We went into the conference room and I offered him several solutions on how we could resolve the case.  He left with a solution and a sense of calm and he said, as he shook my hand, “I came here to fight and I expected to find an aggressive lawyer. But I was wrong”

I went back to my office, and my team was in shock.  “How did you calm him down?”  “You can’t fight fire with fire,” I said.

A few weeks later I had a difficult case with a lawyer who was known to fight for the sake of fighting and he had a reputation of dragging out cases for the sake of punishing litigants (no lawyer jokes please J).  I tried for weeks to settle the case, but to no avail.  I was met with aggression every step of the way.

The day my client was set to give a deposition, I walked into his office and I asked to see him before the deposition.  I went into his office and I said the same prayer before I walked in.

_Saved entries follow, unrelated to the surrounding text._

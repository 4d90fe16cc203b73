use std::{collections::BTreeMap, path::PathBuf};

use log::{info, warn};
use thiserror::Error;

use crate::{
    cache::{CacheError, DependencyCache},
    model::project::{PluginDeclaration, ProjectConfig},
    proto::{self, ProtoError},
    toolchain::{self, Toolchain, ToolchainError},
};

#[derive(Error, Debug)]
pub enum GenerateError {
    #[error("no proto files to compile")]
    NoProtoFiles,
    #[error("no language given")]
    MissingLanguageName,
    #[error("language {0} is not configured in the project")]
    UnknownLanguage(String),
    #[error("no output directory configured for {0}")]
    MissingOutputDir(String),
    #[error("{0}")]
    Proto(#[from] ProtoError),
    #[error("{0}")]
    Dependencies(#[from] CacheError),
    #[error("failed to generate {language}: {source}")]
    Language {
        language: String,
        #[source]
        source: ToolchainError,
    },
    #[error("validation failed: {0}")]
    Validation(#[source] ToolchainError),
    #[error("IO error: {0}")]
    IO(#[from] std::io::Error),
}

/// One generation run. Non-empty fields override the project's settings
/// for the language.
#[derive(Debug, Clone, Default, PartialEq, Eq)]
pub struct GenerationRequest {
    pub language: String,
    pub output_dir: Option<String>,
    pub options: BTreeMap<String, String>,
    pub plugins: Vec<PluginDeclaration>,
}

impl GenerationRequest {
    pub fn new(language: impl Into<String>) -> Self {
        GenerationRequest {
            language: language.into(),
            ..Default::default()
        }
    }
}

/// Resolves a project's dependencies and runs protoc for its languages.
pub struct Generator {
    project: ProjectConfig,
    cache: DependencyCache,
    toolchain: Toolchain,
}

impl Generator {
    pub fn new(project: ProjectConfig, cache: DependencyCache, toolchain: Toolchain) -> Self {
        Generator {
            project,
            cache,
            toolchain,
        }
    }

    pub fn project(&self) -> &ProjectConfig {
        &self.project
    }

    pub fn generate(
        &self,
        proto_files: &[PathBuf],
        request: &GenerationRequest,
    ) -> Result<(), GenerateError> {
        if proto_files.is_empty() {
            return Err(GenerateError::NoProtoFiles);
        }
        let name = request.language.as_str();
        if name.is_empty() {
            return Err(GenerateError::MissingLanguageName);
        }
        let language = self
            .project
            .language(name)
            .ok_or_else(|| GenerateError::UnknownLanguage(name.to_owned()))?;
        let output_dir = match request.output_dir.as_deref() {
            Some(dir) if !dir.is_empty() => dir,
            _ => language.output_dir.as_str(),
        };
        if output_dir.is_empty() {
            return Err(GenerateError::MissingOutputDir(name.to_owned()));
        }
        let options = if request.options.is_empty() {
            &language.options
        } else {
            &request.options
        };
        let plugins = if request.plugins.is_empty() {
            self.project.all_plugins(name)
        } else {
            let mut plugins = self.project.plugins.clone();
            plugins.extend(request.plugins.iter().cloned());
            plugins
        };

        self.cache.resolve_all(&self.project.deps)?;
        std::fs::create_dir_all(output_dir)?;

        let language_error = |source| GenerateError::Language {
            language: name.to_owned(),
            source,
        };
        self.toolchain.compiler().ensure().map_err(language_error)?;
        let mut args = self
            .toolchain
            .build_args(name, output_dir, &plugins)
            .map_err(language_error)?;
        args.extend(toolchain::option_args(options));
        args.extend(proto_files.iter().map(|file| file.display().to_string()));

        info!("Generating {name} code into {output_dir}");
        self.toolchain.compiler().run(&args).map_err(language_error)
    }

    /// Generates every configured language in order, stopping at the first
    /// failure.
    pub fn generate_all(&self, proto_files: &[PathBuf]) -> Result<(), GenerateError> {
        if self.project.generation.languages.is_empty() {
            warn!("No languages configured in the project");
        }
        for language in &self.project.generation.languages {
            self.generate(proto_files, &GenerationRequest::new(language.name.clone()))?;
        }
        Ok(())
    }

    /// Checks that the files compile, writing the descriptor set to a
    /// temporary file that is discarded.
    pub fn validate(&self, proto_files: &[PathBuf]) -> Result<(), GenerateError> {
        if proto_files.is_empty() {
            return Err(GenerateError::NoProtoFiles);
        }
        proto::validate_proto_files(proto_files)?;
        self.cache.resolve_all(&self.project.deps)?;

        let compiler = self.toolchain.compiler();
        compiler.ensure().map_err(GenerateError::Validation)?;

        let descriptors = tempfile::Builder::new()
            .prefix("protodex-descriptors-")
            .suffix(".pb")
            .tempfile()?
            .into_temp_path();
        let mut args = vec![format!("--descriptor_set_out={}", descriptors.display())];
        args.extend(self.toolchain.proto_path_args());
        args.extend(proto_files.iter().map(|file| file.display().to_string()));

        compiler.run(&args).map_err(GenerateError::Validation)?;
        if let Err(err) = descriptors.close() {
            warn!("Failed to remove temp file: {err}");
        }
        info!("Validated {} proto files", proto_files.len());
        Ok(())
    }
}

I took a few breaths and although he was standing by the desk and telling me that he did not have time to talk, as I stood there, he must have felt my non-confrontational demeanor and unexpectedly sat back down.  He said “what do you want to talk about” I responded with “you are a very busy lawyer with many cases, surely there is a solution to this case.”  Let’s put it to bed so you can focus on your other more important cases”  He looked puzzled again and shortly thereafter, we hashed out a settlement.

He even managed a smile before I left.

One last story:

I was referred to a client who was known for being notoriously difficult and treating her lawyers like hired help.  No one wanted to take her case.  Before I called her for an initial consultation, I again set my intention of engaging with kindness, and although she was extremely abrasive during our encounters, I told her that in order to resolve her issues, she was going to have to be more cooperative and less confrontational with me.

By the end of the case that I successfully resolved for her, she mailed a post card from Europe inviting me to her hometown if I was ever in the area.

I do not have a special gift.  I do not have magical powers.  I simply have the willingness to bring calm into every situation I encounter.  In some instances, it may not be enough and the conflict may not be so easy to resolve, but my intention is always to stay in the energy of love (while setting boundaries of course).

I do not allow others to disrespect me, but I always try to understand why people feel the way they do and what motivates them to act out of fear.  I assure you that it is never personal.

The person in the first story was hurting because he was scared and he lashed out.  The second person was just living from ego because that is what he was accustomed to, and the last person, I found out, was suffering from a debilitating disease and she was just frustrated with the world.  All ego behavior.

The only anecdote for fear behavior is love and I intend to spread it as often as possible.

You want to help change the world?  It really states with your energy.

Ask yourself often: What am I emanating?  How am I treating everyone I encounter?  Where can I be more understanding?  Where can I show more compassion?

It all starts with intention and awareness, backed up by gentle action.

We can really change the world, even if it’s just your immediate world, one encounter at a time.  So, the next time you pick up the phone, meet with someone, send a text, post to social media, or walk into a room, ask yourself.

“What is my intention and how can I be more loving?”

Love and Peace,

Christine

2 Comments
  • Yazmin
    Posted at 17:00h, 27 June Reply

    I loved this blog and the related stories. You have a heart of gold.
    Thanks for sharing your wisdom with us!!

  • Christy Rodriguez
    Posted at 19:53h, 29 June Reply

    I am glad the blog inspired you.